Muitas vezes esse erro no trato com o disléxico é cometido sem saber que existem métodos próprios para tratar isso. “A pessoa continua lidando nesse jeito, às vezes nem é um erro que queremos cometer. Mas se for diagnosticado e em parceria com o neurologista, dentro da avaliação descritiva e minuciosa para dar o diagnostico e conduzir o tratamento, o método da consciência fonológica vai ajudar muito a pessoa disléxica”.
E o método pode ser usado com crianças em geral que não conseguem se alfabetizar, como as que possuem deficiência mental leve, Síndrome de Down e paralisia cerebral.

O papel da escola
A pedagoga Franciele Lorenzi afirma que “quando identificado um aluno com sinais de possíveis transtornos de aprendizagem a orientação é para dar maior atenção a esse aluno, em seguida entramos em contato com a família. No período contrário da aula regular, trabalhamos com o Projeto Tarefa na Escola, utilizando metodologias diferenciadas para que possam auxiliar nas dificuldades, ressaltando as habilidades do aluno, seja na oralidade ou na área que apresentar”, explicou, acrescentando que “o número de alunos reduzido nas salas de aula do ensino fundamental nos permite um acompanhamento individualizado atendendo as necessidades de cada aluno levando em consideração que todo ser humano difere em sua capacidade para dominar diferentes âmbitos: alguns possuem mais facilidade em matemática, outros em língua portuguesa, enfim.
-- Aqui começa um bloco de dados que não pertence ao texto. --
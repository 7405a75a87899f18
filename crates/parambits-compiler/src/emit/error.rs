/// Errors from linking and writing a blob.
#[derive(Debug, Clone, PartialEq, Eq, thiserror::Error)]
pub enum EmitError {
    #[error("blob of {size} bytes exceeds the 32-bit offset range")]
    BlobTooLarge { size: u64 },

    #[error("definition name {name:?} contains a NUL byte")]
    NameContainsNul { name: String },
}
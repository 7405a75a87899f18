//! Definition file loading.
//!
//! Paths may be files or directories; a directory contributes its `*.json`
//! files sorted by path. Definitions keep the order in which they were found.

use std::fs;
use std::path::{Path, PathBuf};

use log::{debug, warn};
use parambits_core::{ParamDefinition, parse_definitions};

use super::CliError;

/// Load every definition under `paths`, with field names made unique.
pub fn load_definitions(paths: &[PathBuf]) -> Result<Vec<ParamDefinition>, CliError> {
    let mut definitions = Vec::new();

    for path in paths {
        for file in definition_files(path)? {
            let content = fs::read_to_string(&file).map_err(|source| CliError::Read {
                path: file.clone(),
                source,
            })?;
            let mut parsed = parse_definitions(&content).map_err(|source| {
                CliError::Definition {
                    path: file.clone(),
                    source,
                }
            })?;

            for definition in &mut parsed {
                let renamed = definition.uniquify_field_names();
                if renamed > 0 {
                    warn!(
                        "{}: renamed {} duplicate field names",
                        definition.param_type, renamed
                    );
                }
            }

            debug!("loaded {} definitions from '{}'", parsed.len(), file.display());
            definitions.append(&mut parsed);
        }
    }

    Ok(definitions)
}

/// Files to read for one path argument.
fn definition_files(path: &Path) -> Result<Vec<PathBuf>, CliError> {
    if !path.is_dir() {
        return Ok(vec![path.to_path_buf()]);
    }

    let read_error = |source| CliError::Read {
        path: path.to_path_buf(),
        source,
    };

    let mut files = Vec::new();
    for entry in fs::read_dir(path).map_err(read_error)? {
        let file = entry.map_err(read_error)?.path();
        if file.is_file() && file.extension().is_some_and(|ext| ext == "json") {
            files.push(file);
        }
    }

    if files.is_empty() {
        return Err(CliError::NoDefinitions {
            path: path.to_path_buf(),
        });
    }

    // Sort for deterministic ordering
    files.sort();
    Ok(files)
}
O ideal é que a escola permita à família entender que o problema do aluno é conhecido e que será feito de tudo para ajudá-lo, que se de uma atenção especial ao aluno encorajando-o a pedir ajuda e destacar sempre os pontos positivos para "superar" as limitações”, finalizou Franciele.

“Os adultos muitas vezes acreditam que o aluno não se empenha, mas às vezes é o contrário. Ele se esforça muito e obtém pouco resultado”, problematizou Norma Dall’Igna


Características do aluno disléxico

Na leitura
- lê pior que os colegas
- não lê por vontade própria
- comete muitos erros na leitura e palavras
- frequentemente se perde na leitura
- omite ou substitui as palavras
- não compreende aquilo eu lê
- lê lentamente com muitas dificuldades
- muitas vezes não lê a primeira letra de uma palavra u frase.

Na ortografia
- inverte as letras de todas as maneiras
- não escreve ponto e acentos
- não percebe a ausência e uma letra em palavra que escreveu
- parece não ouvir os sons como eles são, exemplo “rado” por “rato”.
- não sabe se é uma palavra ou se são duas (A mamãe)

Na escrita
- esquece como escreve uma letra
- muda a altura da letra
- deixa espaço entre as letras e uma palavra
- pega o lápis pesado e com pouco controle
- cansa quando esquece e reclama que a mão dói.
- tem dificuldade em se organizar no espaço da página
- mistura caixa alta com cursiva.

Comportamento
- diz que odeia ler e escrever
- não se interessa por leitura e escrita
- é preguiçoso
- demonstra interesse e faz observações inteligentes desde que não precise ler e escrever
- os adultos muitas vezes acreditam que ele não se empenha.